Johnson spent the next five months rotating in and out of St. Vincent Healthcare; Craig Hospital in Denver, which specializes exclusively in spinal cord injury and brain injury rehabilitation; New Hope Rehabilitation Center in Billings; and a long-term care facility in Billings.

"I always had a peace that he was going to pull through and it would work out," said his wife, Janine, 36. "I never felt like he was done with his life."

In time, Johnson, 37, enrolled in speech, occupational and physical therapy. Each week brought noticeable improvements. Some were readily visible; others were not. He moved from his bed to a wheelchair, to a walker, then to his own two feet.

He went home on Nov. 21, 2012. It was the day before Thanksgiving.

A year after the injury, Johnson credits his family, his medical team, his faith and his stubborn self-determination for his "remarkable recovery."

His short-term memory, response time, balance and speech are impaired by his brain injury. His energy supply is more quickly depleted than it used to be and his attention span is abbreviated. He's restless and easily bored. He cannot legally drive and has not been able to return to his job at the mine.

"I wish I had more endurance and time for my family," Logan said. "If I want to do something with my family, it has to be planned out long in advance."

Teff periodically checks on a shunt in Johnson's brain, and said he'll continue to improve for years to come.

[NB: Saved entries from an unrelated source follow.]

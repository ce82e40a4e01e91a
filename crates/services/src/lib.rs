#![forbid(unsafe_code)]

pub mod error;
pub mod history_service;
pub mod sessions;

pub use assessment_core::Clock;

pub use error::AssessmentError;
pub use history_service::{HistoryStats, ResultHistoryService};
pub use sessions::{
    AssessmentController, AssessmentProgress, Countdown, QuestionView, ResultView, TickEvent,
};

Despite the challenges, there are multiple victories. His long-term memory and sense of humor are intact. Johnson, an avid mountain biker, recently rode nearly 10 miles with Eagle Mount, an organization that provides therapeutic recreational opportunities for people with disabilities. He made the trek without the use of adaptive equipment. He put a tally mark in the victory column.

He's also been jogging, horseback riding and swimming — all with Eagle Mount. And, he's gone skiing.

He recently received his archery tag for elk later this fall outside Red Lodge along with his brother, Alex.

On Wednesday, with the help of Montana Vocational Rehabilitation, he landed a four-hour-a-day job. He and Janine will saddle, bridle and groom horses in addition to cleaning the barn and performing some light yard work for a couple in Luther. Another victory.

"We are blessed," Janine said.

The skiing accident is now a distant memory.

In an odd twist, Johnson said, the accident has brought the family closer. He relies on his three boys — Korbin, 14; Gunnar, 11; and Oliver, 9 — to help with chores he used to do and to help him. He also relies on Janine for transportation. It runs counter to his independent streak, but he's adjusting.

Last week, the family took in the new Superman movie, "Man of Steel." It was a mini test of Johnson's ability to sit through a 143-minute movie. The outing received rave reviews from Janine, who said it went great.

It was the first movie the entire family has attended since the accident.

To illustrate the newfound feeling of connectedness to his family, Johnson draws on the lyrics 1978 pop hit, "Reunited," by Peaches and Herb.

"Reunited and it feels so good," he said, clapping his hands and smiling.